Registrars also have the option of denying a transfer request within 60 days from when you last transferred the domain name to a different registrar. You may have the option to change web-hosting providers instead of registrars to avoid the inter-registrar transfer process (and lock) altogether. You may also update your domain name’s nameservers or change the hosting IP address assigned to your domain name. Check with your registrar and/or hosting provider to see what options you have.
The registrar is asking me for a code. Where do I get this? / I don’t know what you mean by authorization/EPP/transfer code and I can’t find it. How do I get this code?
An Auth-Code (also called an Authorization Code, AuthInfo Code, Auth-Info Code, or transfer code) is a code created by a registrar to help identify the domain name holder and prevent unauthorized transfers (also known as a registrant or registered name holder). An Auth-Code is required for a domain holder to transfer a domain name from one registrar to another.
Your registrar may allow you, via an online interface tool, to generate and manage your own AuthInfo code.
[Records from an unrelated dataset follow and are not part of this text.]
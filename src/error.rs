//! Crate-level error type and `Result` alias for stable, structured error handling.
//! Wraps decode, I/O, and manifest serialization failures, and provides semantic
//! variants for argument validation and delivery failures. An empty segmentation
//! result is not an error; see `api::DeliveryOutcome`.
use thiserror::Error;

pub type Result<T> = std::result::Result<T, Error>;

#[derive(Debug, Error)]
pub enum Error {
    #[error("I/O error: {0}")]
    Io(#[from] std::io::Error),

    #[error("Failed to decode template image: {0}")]
    Decode(#[from] image::ImageError),

    #[error("Failed to encode photocard: {0}")]
    Encode(String),

    #[error("Manifest error: {0}")]
    Json(#[from] serde_json::Error),

    #[error("Invalid argument: {arg}={value}")]
    InvalidArgument { arg: &'static str, value: String },

    #[error("Delivery error: {0}")]
    Delivery(String),
}

impl Error {
    pub fn invalid<V: std::fmt::Display>(arg: &'static str, value: V) -> Self {
        Error::InvalidArgument {
            arg,
            value: value.to_string(),
        }
    }

    pub fn encode<E: std::fmt::Display>(e: E) -> Self {
        Error::Encode(e.to_string())
    }

    pub fn delivery<E: std::fmt::Display>(e: E) -> Self {
        Error::Delivery(e.to_string())
    }
}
If not, you will need to contact your registrar directly to obtain it. Your registrar must provide you with the AuthInfo code within five (5) calendar days of your request.
My registrar is charging me a fee to transfer to a new registrar. Is this allowed?
Yes. Registrars are allowed to set their own prices for this service so some may choose to charge a fee. However, a transfer cannot be denied due to non-payment of this transfer fee. There are other reasons your registrar can deny transfer request.
DOMAIN RENEWAL AND REDEMPTION
Once I register a domain name, how long does it last? Can it be renewed?
When you register a domain name, you’re able to use it for the period of time you registered it for, which is typically between one to ten years. If you want to keep using the domain name and any of the services associated with it (like a website or email service) you need to renew the domain name registration prior to its expiration.
How do I renew my domain name?
If you need help renewing your domain name, contact the registrar who you registered your domain name with.
What are my terms and options for renewing my domain name?
Options and fees for renewing domain names, including expired ones, vary by registrar so be sure to read your registrar’s terms of service carefully to understand the options, fees, and terms of renewing your domain name registration.
Can I still get my domain name back if it’s in the Redemption Grace Period?
Domain names that are in the 30-day Redemption Grace Period can be redeemed (or renewed) before the end of the Grace Period. If you tried to redeem (or renew) your domain name that is in Redemption Grace Period, but were unable to do so, the registrar may be in breach of the Expired Registration Recovery Policy. Your registrar must provide three renewal notices and allow a domain in Redemption Grace Period to be redeemed (or renewed).